## Exercise directions
Scan each line of the entries below for the word "daemon" and count the ones where it appears. The answer is that number alone.

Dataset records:

use anyhow::{Context as _, Result};
use chrono::{DateTime, NaiveDate, Utc};
use clap::{Parser, Subcommand};
use std::path::PathBuf;
use std::str::FromStr as _;
use std::sync::Arc;
use tracing::info;

use taskd::config::{ConfigWatcher, TaskdConfig};
use taskd::dispatch::{self, WorkerCounters};
use taskd::recurrence::{EndCondition, Frequency, RecurrenceRule};
use taskd::reminders::{scanner, ReminderScheduler};
use taskd::storage::fmt_ts;
use taskd::tasks::{CreateTask, Priority};
use taskd::AppContext;

#[derive(Parser)]
#[command(
    name = "taskd",
    about = "taskd — recurring-task and reminder scheduling daemon",
    version
)]
struct Args {
    #[command(subcommand)]
    command: Option<Command>,

    /// Data directory for the SQLite database and config.toml
    #[arg(long, env = "TASKD_DATA_DIR")]
    data_dir: Option<PathBuf>,

    /// Log level (trace, debug, info, warn, error)
    #[arg(long, env = "TASKD_LOG")]
    log: Option<String>,

    /// Broker gateway base URL, e.g. http://localhost:8480.
    /// Unset = no broker; events are logged locally (degraded publish).
    #[arg(long, env = "TASKD_BROKER_URL")]
    broker_url: Option<String>,

    /// Base port for the health/metrics endpoint (default: 8420).
    /// The notifier and recurring workers bind base+1 and base+2 so all
    /// three processes can share one host.
    #[arg(long, env = "TASKD_HEALTH_PORT")]
    health_port: Option<u16>,

    /// Write logs to this file path (rotated daily). Optional.
    #[arg(long, env = "TASKD_LOG_FILE")]
    log_file: Option<PathBuf>,
}

#[derive(Subcommand)]
enum Command {
    /// Run the scheduling daemon (default when no subcommand given).
    ///
    /// Hosts the task/reminder store, the due-reminder scanner, and the
    /// health endpoint.
    Serve,
    /// Run the notification dispatcher worker.
    ///
    /// Consumes reminder-due events from the "reminders" topic, performs the
    /// (stubbed) delivery, and confirms it by marking reminders sent.
    /// Requires a configured broker gateway.
    Notifier,
    /// Run the recurring-task event observer worker.
    ///
    /// Watches the "task-events" topic for completion toggles and spawned
    /// successors. Observation only — successor creation happens in the
    /// daemon. Requires a configured broker gateway.
    Recurring,
    /// Manage tasks (the scheduling hooks: create, complete, delete, list).
    ///
    /// Examples:
    ///   taskd task add "Water the plants" --every weekly
    ///   taskd task complete 3f2a…
    ///   taskd task list --json
    Task {
        #[command(subcommand)]
        action: TaskAction,
    },
    /// Manage reminders.
    ///
    /// Examples:
    ///   taskd remind add 3f2a… --at 2026-08-09T08:00:00Z
    ///   taskd remind due
    Remind {
        #[command(subcommand)]
        action: RemindAction,
    },
}

#[derive(Subcommand)]
enum TaskAction {
    /// Create a task, optionally recurring.
    Add {
        title: String,
        /// Owning user identifier
        #[arg(long, default_value = "local")]
        user: String,
        #[arg(long)]
        description: Option<String>,
        /// low | medium | high
        #[arg(long, default_value = "medium")]
        priority: String,
        /// Repeatable: --tag work --tag home
        #[arg(long = "tag")]
        tags: Vec<String>,
        /// Due date (RFC 3339, or YYYY-MM-DD for midnight UTC)
        #[arg(long)]
        due: Option<String>,
        /// Recurrence frequency: daily | weekly | monthly | yearly
        #[arg(long)]
        every: Option<String>,
        /// Recurrence interval (with --every)
        #[arg(long, default_value_t = 1)]
        interval: u32,
        /// Stop the series after N occurrences (with --every)
        #[arg(long)]
        count: Option<u32>,
        /// Stop the series on this date (with --every)
        #[arg(long)]
        until: Option<String>,
    },
    /// Toggle a task's completion. Completing a recurring task spawns its
    /// successor.
    Complete { id: String },
    /// Delete a task and cancel all of its reminders.
    Delete { id: String },
    /// List a user's tasks.
    List {
        #[arg(long, default_value = "local")]
        user: String,
        /// Emit JSON instead of a table
        #[arg(long)]
        json: bool,
    },
}

#[derive(Subcommand)]
enum RemindAction {
    /// Schedule a reminder for a task.
    Add {
        task_id: String,
        /// When to remind (RFC 3339, or YYYY-MM-DD for midnight UTC)
        #[arg(long)]
        at: String,
    },
    /// List a task's reminders.
    List { task_id: String },
    /// List all currently due, unsent reminders.
    Due,
    /// Delete a reminder.
    Delete { id: String },
}

#[tokio::main]
async fn main() -> Result<()> {
    let args = Args::parse();

    let config = TaskdConfig::new(
        args.data_dir.clone(),
        args.log.clone(),
        args.broker_url.clone(),
        args.health_port,
    );

    let _log_guard = setup_logging(&config.log, args.log_file.as_deref(), &config.log_format);

    match args.command {
        None | Some(Command::Serve) => run_serve(config).await,
        Some(Command::Notifier) => run_notifier(config).await,
        Some(Command::Recurring) => run_recurring(config).await,
        Some(Command::Task { action }) => run_task_action(config, action).await,
        Some(Command::Remind { action }) => run_remind_action(config, action).await,
    }
}

// ─── Processes ────────────────────────────────────────────────────────────────

async fn run_serve(config: TaskdConfig) -> Result<()> {
    info!(version = env!("CARGO_PKG_VERSION"), "taskd starting");
    let ctx = AppContext::init(config).await?;

    let watcher = ConfigWatcher::start(&ctx.config.data_dir);
    let hot = watcher.as_ref().map(|w| w.hot.clone());

    let counters = Arc::new(WorkerCounters::new());

    tokio::spawn(scanner::run_reminder_scanner(
        ctx.storage.clone(),
        ctx.publisher.clone(),
        counters.clone(),
        ctx.config.reminders.clone(),
        hot,
    ));

    let health_port = ctx.config.health_port;
    let health_counters = counters.clone();
    tokio::spawn(async move {
        if let Err(e) = dispatch::http::start_health_server(health_counters, "serve", health_port).await
        {
            tracing::warn!(err = %e, "health endpoint failed");
        }
    });

    tokio::signal::ctrl_c().await?;
    info!("shutdown signal received — stopping");
    Ok(())
}

async fn run_notifier(config: TaskdConfig) -> Result<()> {
    info!(version = env!("CARGO_PKG_VERSION"), "notification dispatcher starting");
    let health_port = config.health_port + 1;
    let consumer = dispatch::notifier::reminders_consumer(&config.broker)?;
    let ctx = AppContext::init(config).await?;
    let scheduler = Arc::new(ReminderScheduler::new(
        ctx.storage.clone(),
        ctx.publisher.clone(),
    ));

    let counters = Arc::new(WorkerCounters::new());
    let health_counters = counters.clone();
    tokio::spawn(async move {
        if let Err(e) =
            dispatch::http::start_health_server(health_counters, "notifier", health_port).await
        {
            tracing::warn!(err = %e, "health endpoint failed");
        }
    });

    tokio::select! {
        result = dispatch::notifier::run_notifier(consumer, scheduler, counters) => result,
        _ = tokio::signal::ctrl_c() => {
            info!("shutdown signal received — stopping");
            Ok(())
        }
    }
}

async fn run_recurring(config: TaskdConfig) -> Result<()> {
    info!(version = env!("CARGO_PKG_VERSION"), "recurring task event handler starting");
    let consumer = dispatch::recurring::task_events_consumer(&config.broker)?;

    let counters = Arc::new(WorkerCounters::new());
    let health_counters = counters.clone();
    let health_port = config.health_port + 2;
    tokio::spawn(async move {
        if let Err(e) =
            dispatch::http::start_health_server(health_counters, "recurring", health_port).await
        {
            tracing::warn!(err = %e, "health endpoint failed");
        }
    });

    tokio::select! {
        result = dispatch::recurring::run_recurring_observer(consumer, counters) => result,
        _ = tokio::signal::ctrl_c() => {
            info!("shutdown signal received — stopping");
            Ok(())
        }
    }
}

// ─── CLI actions ──────────────────────────────────────────────────────────────

async fn run_task_action(config: TaskdConfig, action: TaskAction) -> Result<()> {
    let ctx = AppContext::init(config).await?;
    let service = ctx.task_service();

    match action {
        TaskAction::Add {
            title,
            user,
            description,
            priority,
            tags,
            due,
            every,
            interval,
            count,
            until,
        } => {
            let priority = Priority::from_str(&priority).map_err(|e| anyhow::anyhow!(e))?;
            let due_date = due.as_deref().map(parse_when).transpose()?;

            let recurrence_rule = match every {
                Some(freq) => {
                    let frequency = Frequency::from_str(&freq)?;
                    let end_condition = match (count, until) {
                        (Some(n), _) => EndCondition::AfterCount(n),
                        (None, Some(date)) => EndCondition::OnDate(fmt_ts(parse_when(&date)?)),
                        (None, None) => EndCondition::Never,
                    };
                    Some(RecurrenceRule {
                        frequency,
                        interval,
                        enabled: true,
                        end_condition,
                    })
                }
                None => None,
            };

            let task = service
                .create_task(CreateTask {
                    user_id: user,
                    title,
                    description,
                    priority,
                    tags,
                    due_date,
                    recurrence_rule,
                })
                .await?;
            println!("created task {} ({})", task.id, task.title);
        }
        TaskAction::Complete { id } => {
            let (task, successor) = service.toggle_completion(&id).await?;
            if task.is_completed {
                println!("completed task {}", task.id);
            } else {
                println!("reopened task {}", task.id);
            }
            if let Some(next) = successor {
                println!(
                    "spawned successor {} due {}",
                    next.id,
                    next.due_date.as_deref().unwrap_or("-")
                );
            }
        }
        TaskAction::Delete { id } => {
            let reminders_removed = service.delete_task(&id).await?;
            println!("deleted task {id} ({reminders_removed} reminders cancelled)");
        }
        TaskAction::List { user, json } => {
            let rows = service.list_tasks(&user).await?;
            if json {
                println!("{}", serde_json::to_string_pretty(&rows)?);
            } else {
                for task in rows {
                    println!(
                        "{}  [{}] {}  due={}  {}",
                        task.id,
                        if task.is_completed { "x" } else { " " },
                        task.title,
                        task.due_date.as_deref().unwrap_or("-"),
                        if task.recurrence_rule.is_some() { "(recurring)" } else { "" },
                    );
                }
            }
        }
    }

    Ok(())
}

async fn run_remind_action(config: TaskdConfig, action: RemindAction) -> Result<()> {
    let ctx = AppContext::init(config).await?;
    let scheduler = ctx.reminder_scheduler();

    match action {
        RemindAction::Add { task_id, at } => {
            let remind_at = parse_when(&at)?;
            let reminder = scheduler.create_reminder(&task_id, remind_at).await?;
            println!("created reminder {} at {}", reminder.id, reminder.remind_at);
        }
        RemindAction::List { task_id } => {
            for r in scheduler.reminders_for_task(&task_id).await? {
                println!(
                    "{}  at={}  sent={}",
                    r.id,
                    r.remind_at,
                    if r.sent { "yes" } else { "no" }
                );
            }
        }
        RemindAction::Due => {
            for r in scheduler.due_reminders(Utc::now(), 100).await? {
                println!("{}  task={}  at={}", r.id, r.task_id, r.remind_at);
            }
        }
        RemindAction::Delete { id } => {
            scheduler.delete_reminder(&id).await?;
            println!("deleted reminder {id}");
        }
    }

    Ok(())
}

/// Parse a user-supplied timestamp: RFC 3339, or a bare date taken as
/// midnight UTC.
fn parse_when(raw: &str) -> Result<DateTime<Utc>> {
    if let Ok(dt) = DateTime::parse_from_rfc3339(raw) {
        return Ok(dt.with_timezone(&Utc));
    }
    let date = NaiveDate::parse_from_str(raw, "%Y-%m-%d")
        .with_context(|| format!("'{raw}' is not RFC 3339 or YYYY-MM-DD"))?;
    let naive = date
        .and_hms_opt(0, 0, 0)
        .context("midnight is always valid")?;
    Ok(DateTime::from_naive_utc_and_offset(naive, Utc))
}

/// Initialize the tracing subscriber.
/// If `log_file` is set, logs go to both stdout and a daily-rolling file.
/// Returns a `WorkerGuard` that must stay alive for the process lifetime.
///
/// `log_format` may be `"pretty"` (default, human-readable compact format) or
/// `"json"` (structured JSON for log aggregators like Loki/Elasticsearch).
///
/// If the log directory cannot be created, falls back to stdout-only logging
/// with a warning — never panics.
fn setup_logging(
    log_level: &str,
    log_file: Option<&std::path::Path>,
    log_format: &str,
) -> Option<tracing_appender::non_blocking::WorkerGuard> {
    use tracing_subscriber::{fmt, layer::SubscriberExt, util::SubscriberInitExt, EnvFilter};

    let use_json = log_format == "json";

    if let Some(path) = log_file {
        let dir = path.parent().unwrap_or_else(|| std::path::Path::new("."));
        let filename = path
            .file_name()
            .unwrap_or_else(|| std::ffi::OsStr::new("taskd.log"));

        // Ensure the directory exists before tracing-appender tries to open it.
        if let Err(e) = std::fs::create_dir_all(dir) {
            // Fall back to stdout-only — don't panic on a bad log path.
            eprintln!(
                "warn: could not create log directory '{}': {e} — falling back to stdout",
                dir.display()
            );
            if use_json {
                tracing_subscriber::fmt().json().with_env_filter(log_level).init();
            } else {
                tracing_subscriber::fmt().with_env_filter(log_level).compact().init();
            }
            return None;
        }

        let appender = tracing_appender::rolling::daily(dir, filename);
        let (non_blocking, guard) = tracing_appender::non_blocking(appender);

        if use_json {
            tracing_subscriber::registry()
                .with(EnvFilter::new(log_level))
                .with(fmt::layer().json())
                .with(fmt::layer().json().with_writer(non_blocking))
                .init();
        } else {
            tracing_subscriber::registry()
                .with(EnvFilter::new(log_level))
                .with(fmt::layer().compact())
                .with(fmt::layer().with_writer(non_blocking))
                .init();
        }

        Some(guard)
    } else if use_json {
        tracing_subscriber::fmt().json().with_env_filter(log_level).init();
        None
    } else {
        tracing_subscriber::fmt().with_env_filter(log_level).compact().init();
        None
    }
}
impl Storage {
    pub async fn new(data_dir: &Path) -> Result<Self> {
        Self::new_with_slow_query(data_dir, 0).await
    }

    /// Create storage with slow-query logging enabled.
    ///
    /// `slow_query_ms` is the threshold in milliseconds — queries exceeding it
    /// are logged at WARN level. Set to 0 to disable slow-query logging.
    pub async fn new_with_slow_query(data_dir: &Path, slow_query_ms: u64) -> Result<Self> {
        tokio::fs::create_dir_all(data_dir).await?;
        let db_path = data_dir.join("taskd.db");
        let mut opts =
            SqliteConnectOptions::from_str(&format!("sqlite://{}?mode=rwc", db_path.display()))?
                .journal_mode(sqlx::sqlite::SqliteJournalMode::Wal)
                .synchronous(sqlx::sqlite::SqliteSynchronous::Normal)
                .create_if_missing(true);

        if slow_query_ms > 0 {
            use sqlx::ConnectOptions as _;
            opts = opts.log_slow_statements(
                log::LevelFilter::Warn,
                std::time::Duration::from_millis(slow_query_ms),
            );
        }

        let pool = SqlitePool::connect_with(opts).await?;
        Self::migrate(&pool).await?;
        Ok(Self { pool })
    }

    /// Wrap an existing pool (tests). Runs migrations.
    pub async fn from_pool(pool: SqlitePool) -> Result<Self> {
        Self::migrate(&pool).await?;
        Ok(Self { pool })
    }

    /// Borrow the connection pool.
    pub fn pool(&self) -> &SqlitePool {
        &self.pool
    }

    async fn migrate(pool: &SqlitePool) -> Result<()> {
        // Idempotent DDL — safe to run on every startup.
        let stmts = [
            "CREATE TABLE IF NOT EXISTS tasks (
                id TEXT PRIMARY KEY,
                user_id TEXT NOT NULL,
                title TEXT NOT NULL,
                description TEXT,
                priority TEXT NOT NULL DEFAULT 'medium',
                tags TEXT NOT NULL DEFAULT '[]',
                is_completed INTEGER NOT NULL DEFAULT 0,
                completed_at TEXT,
                due_date TEXT,
                recurrence_rule TEXT,
                reminder_sent INTEGER NOT NULL DEFAULT 0,
                series_id TEXT,
                created_at TEXT NOT NULL,
                updated_at TEXT NOT NULL
            )",
            "CREATE INDEX IF NOT EXISTS idx_tasks_user ON tasks (user_id, created_at)",
            "CREATE TABLE IF NOT EXISTS reminders (
                id TEXT PRIMARY KEY,
                task_id TEXT NOT NULL,
                remind_at TEXT NOT NULL,
                sent INTEGER NOT NULL DEFAULT 0,
                sent_at TEXT,
                created_at TEXT NOT NULL,
                updated_at TEXT NOT NULL
            )",
            "CREATE INDEX IF NOT EXISTS idx_reminders_due ON reminders (sent, remind_at)",
            "CREATE INDEX IF NOT EXISTS idx_reminders_task ON reminders (task_id)",
            "CREATE TABLE IF NOT EXISTS recurrence_spawns (
                key TEXT PRIMARY KEY,
                series_id TEXT NOT NULL,
                task_id TEXT NOT NULL,
                spawned_task_id TEXT NOT NULL,
                next_date TEXT NOT NULL,
                created_at TEXT NOT NULL
            )",
            "CREATE INDEX IF NOT EXISTS idx_spawns_series ON recurrence_spawns (series_id)",
        ];
        for stmt in stmts {
            sqlx::query(stmt)
                .execute(pool)
                .await
                .context("run schema migration")?;
        }
        Ok(())
    }

    // ─── Tasks ───────────────────────────────────────────────────────────────

    pub async fn insert_task(&self, new: &NewTask) -> Result<TaskRow> {
        let id = Uuid::new_v4().to_string();
        self.insert_task_with_id(&id, new, &self.pool).await?;
        self.get_task(&id)
            .await?
            .ok_or_else(|| anyhow::anyhow!("task not found after insert"))
    }

    async fn insert_task_with_id<'e, E>(&self, id: &str, new: &NewTask, executor: E) -> Result<()>
    where
        E: sqlx::Executor<'e, Database = sqlx::Sqlite>,
    {
        let now = now_ts();
        let tags = serde_json::to_string(&new.tags).unwrap_or_else(|_| "[]".to_string());
        let rule = new
            .recurrence_rule
            .as_ref()
            .map(|r| serde_json::to_string(r).unwrap_or_default());
        sqlx::query(
            "INSERT INTO tasks (id, user_id, title, description, priority, tags,
                                is_completed, completed_at, due_date, recurrence_rule,
                                reminder_sent, series_id, created_at, updated_at)
             VALUES (?, ?, ?, ?, ?, ?, 0, NULL, ?, ?, 0, ?, ?, ?)",
        )
        .bind(id)
        .bind(&new.user_id)
        .bind(&new.title)
        .bind(&new.description)
        .bind(&new.priority)
        .bind(&tags)
        .bind(new.due_date.map(fmt_ts))
        .bind(&rule)
        .bind(&new.series_id)
        .bind(&now)
        .bind(&now)
        .execute(executor)
        .await?;
        Ok(())
    }

    pub async fn get_task(&self, id: &str) -> Result<Option<TaskRow>> {
        Ok(sqlx::query_as("SELECT * FROM tasks WHERE id = ?")
            .bind(id)
            .fetch_optional(&self.pool)
            .await?)
    }

    pub async fn list_tasks_for_user(&self, user_id: &str) -> Result<Vec<TaskRow>> {
        with_timeout(async {
            Ok(
                sqlx::query_as("SELECT * FROM tasks WHERE user_id = ? ORDER BY created_at DESC")
                    .bind(user_id)
                    .fetch_all(&self.pool)
                    .await?,
            )
        })
        .await
    }

    /// Flip the completion flag. Returns the updated row, or `None` when the
    /// task does not exist.
    pub async fn set_task_completion(
        &self,
        id: &str,
        completed: bool,
        completed_at: Option<DateTime<Utc>>,
    ) -> Result<Option<TaskRow>> {
        let rows = sqlx::query(
            "UPDATE tasks SET is_completed = ?, completed_at = ?, updated_at = ? WHERE id = ?",
        )
        .bind(completed)
        .bind(completed_at.map(fmt_ts))
        .bind(now_ts())
        .bind(id)
        .execute(&self.pool)
        .await?
        .rows_affected();
        if rows == 0 {
            return Ok(None);
        }
        self.get_task(id).await
    }

    /// Delete a task and all of its reminders in one transaction, so no
    /// reminder can outlive (or fire for) a deleted task. Returns the number
    /// of reminders removed, or `None` when the task does not exist.
    pub async fn delete_task_with_reminders(&self, id: &str) -> Result<Option<u64>> {
        let mut tx = self.pool.begin().await?;

        let reminders_removed = sqlx::query("DELETE FROM reminders WHERE task_id = ?")
            .bind(id)
            .execute(&mut *tx)
            .await?
            .rows_affected();

        let task_removed = sqlx::query("DELETE FROM tasks WHERE id = ?")
            .bind(id)
            .execute(&mut *tx)
            .await?
            .rows_affected();

        if task_removed == 0 {
            tx.rollback().await?;
            return Ok(None);
        }

        tx.commit().await?;
        Ok(Some(reminders_removed))
    }

    // ─── Reminders ───────────────────────────────────────────────────────────

    pub async fn insert_reminder(
        &self,
        task_id: &str,
        remind_at: DateTime<Utc>,
    ) -> Result<ReminderRow> {
        let id = Uuid::new_v4().to_string();
        let now = now_ts();
        sqlx::query(
            "INSERT INTO reminders (id, task_id, remind_at, sent, sent_at, created_at, updated_at)
             VALUES (?, ?, ?, 0, NULL, ?, ?)",
        )
        .bind(&id)
        .bind(task_id)
        .bind(fmt_ts(remind_at))
        .bind(&now)
        .bind(&now)
        .execute(&self.pool)
        .await?;
        self.get_reminder(&id)
            .await?
            .ok_or_else(|| anyhow::anyhow!("reminder not found after insert"))
    }

    pub async fn get_reminder(&self, id: &str) -> Result<Option<ReminderRow>> {
        Ok(sqlx::query_as("SELECT * FROM reminders WHERE id = ?")
            .bind(id)
            .fetch_optional(&self.pool)
            .await?)
    }

    /// Unsent reminders due at or before `as_of`, earliest first, capped at
    /// `limit` so a bounded dispatcher drains the most urgent first.
    pub async fn due_reminders(
        &self,
        as_of: DateTime<Utc>,
        limit: i64,
    ) -> Result<Vec<ReminderRow>> {
        with_timeout(async {
            Ok(sqlx::query_as(
                "SELECT * FROM reminders
                 WHERE sent = 0 AND remind_at <= ?
                 ORDER BY remind_at ASC
                 LIMIT ?",
            )
            .bind(fmt_ts(as_of))
            .bind(limit)
            .fetch_all(&self.pool)
            .await?)
        })
        .await
    }

    /// Due reminders joined with the owning task's user, for event envelopes.
    /// Reminders whose task has vanished are excluded by the join.
    pub async fn due_reminders_with_owner(
        &self,
        as_of: DateTime<Utc>,
        limit: i64,
    ) -> Result<Vec<DueReminderRow>> {
        with_timeout(async {
            Ok(sqlx::query_as(
                "SELECT r.id, r.task_id, t.user_id, r.remind_at
                 FROM reminders r
                 JOIN tasks t ON t.id = r.task_id
                 WHERE r.sent = 0 AND r.remind_at <= ?
                 ORDER BY r.remind_at ASC
                 LIMIT ?",
            )
            .bind(fmt_ts(as_of))
            .bind(limit)
            .fetch_all(&self.pool)
            .await?)
        })
        .await
    }

    pub async fn reminders_for_task(&self, task_id: &str) -> Result<Vec<ReminderRow>> {
        Ok(sqlx::query_as(
            "SELECT * FROM reminders WHERE task_id = ? ORDER BY remind_at ASC",
        )
        .bind(task_id)
        .fetch_all(&self.pool)
        .await?)
    }

    pub async fn overdue_reminders(&self, now: DateTime<Utc>) -> Result<Vec<ReminderRow>> {
        Ok(sqlx::query_as(
            "SELECT * FROM reminders
             WHERE sent = 0 AND remind_at < ?
             ORDER BY remind_at ASC",
        )
        .bind(fmt_ts(now))
        .fetch_all(&self.pool)
        .await?)
    }

    /// Transition a reminder to sent. Returns the number of rows that
    /// actually transitioned (0 when already sent or missing) — the guard
    /// `sent = 0` makes the false→true transition happen exactly once.
    pub async fn mark_reminder_sent(&self, id: &str, sent_at: DateTime<Utc>) -> Result<u64> {
        Ok(sqlx::query(
            "UPDATE reminders SET sent = 1, sent_at = ?, updated_at = ? WHERE id = ? AND sent = 0",
        )
        .bind(fmt_ts(sent_at))
        .bind(now_ts())
        .bind(id)
        .execute(&self.pool)
        .await?
        .rows_affected())
    }

    pub async fn delete_reminder(&self, id: &str) -> Result<bool> {
        Ok(sqlx::query("DELETE FROM reminders WHERE id = ?")
            .bind(id)
            .execute(&self.pool)
            .await?
            .rows_affected()
            > 0)
    }

    /// Bulk-remove every reminder for a task in a single statement (atomic).
    /// Returns the exact count removed.
    pub async fn delete_reminders_for_task(&self, task_id: &str) -> Result<u64> {
        Ok(sqlx::query("DELETE FROM reminders WHERE task_id = ?")
            .bind(task_id)
            .execute(&self.pool)
            .await?
            .rows_affected())
    }

    // ─── Recurrence spawn ledger ─────────────────────────────────────────────

    /// Atomically record a spawn-ledger entry and create the successor task.
    ///
    /// The ledger key is UNIQUE: if this occurrence was already spawned (a
    /// retried completion notification), the transaction is abandoned and
    /// `None` is returned — no duplicate successor, no event.
    pub async fn create_spawned_task(
        &self,
        key: &str,
        series_id: &str,
        source_task_id: &str,
        next_date: DateTime<Utc>,
        new: &NewTask,
    ) -> Result<Option<TaskRow>> {
        let spawned_id = Uuid::new_v4().to_string();
        let mut tx = self.pool.begin().await?;

        let claimed = sqlx::query(
            "INSERT OR IGNORE INTO recurrence_spawns
                 (key, series_id, task_id, spawned_task_id, next_date, created_at)
             VALUES (?, ?, ?, ?, ?, ?)",
        )
        .bind(key)
        .bind(series_id)
        .bind(source_task_id)
        .bind(&spawned_id)
        .bind(fmt_ts(next_date))
        .bind(now_ts())
        .execute(&mut *tx)
        .await?
        .rows_affected();

        if claimed == 0 {
            tx.rollback().await?;
            return Ok(None);
        }

        self.insert_task_with_id(&spawned_id, new, &mut *tx).await?;
        tx.commit().await?;

        self.get_task(&spawned_id)
            .await?
            .ok_or_else(|| anyhow::anyhow!("spawned task not found after insert"))
            .map(Some)
    }

    /// Number of successors already spawned for a series.
    pub async fn spawn_count(&self, series_id: &str) -> Result<u32> {
        let count: i64 =
            sqlx::query_scalar("SELECT COUNT(*) FROM recurrence_spawns WHERE series_id = ?")
                .bind(series_id)
                .fetch_one(&self.pool)
                .await?;
        Ok(count.max(0) as u32)
    }
}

## Response area
3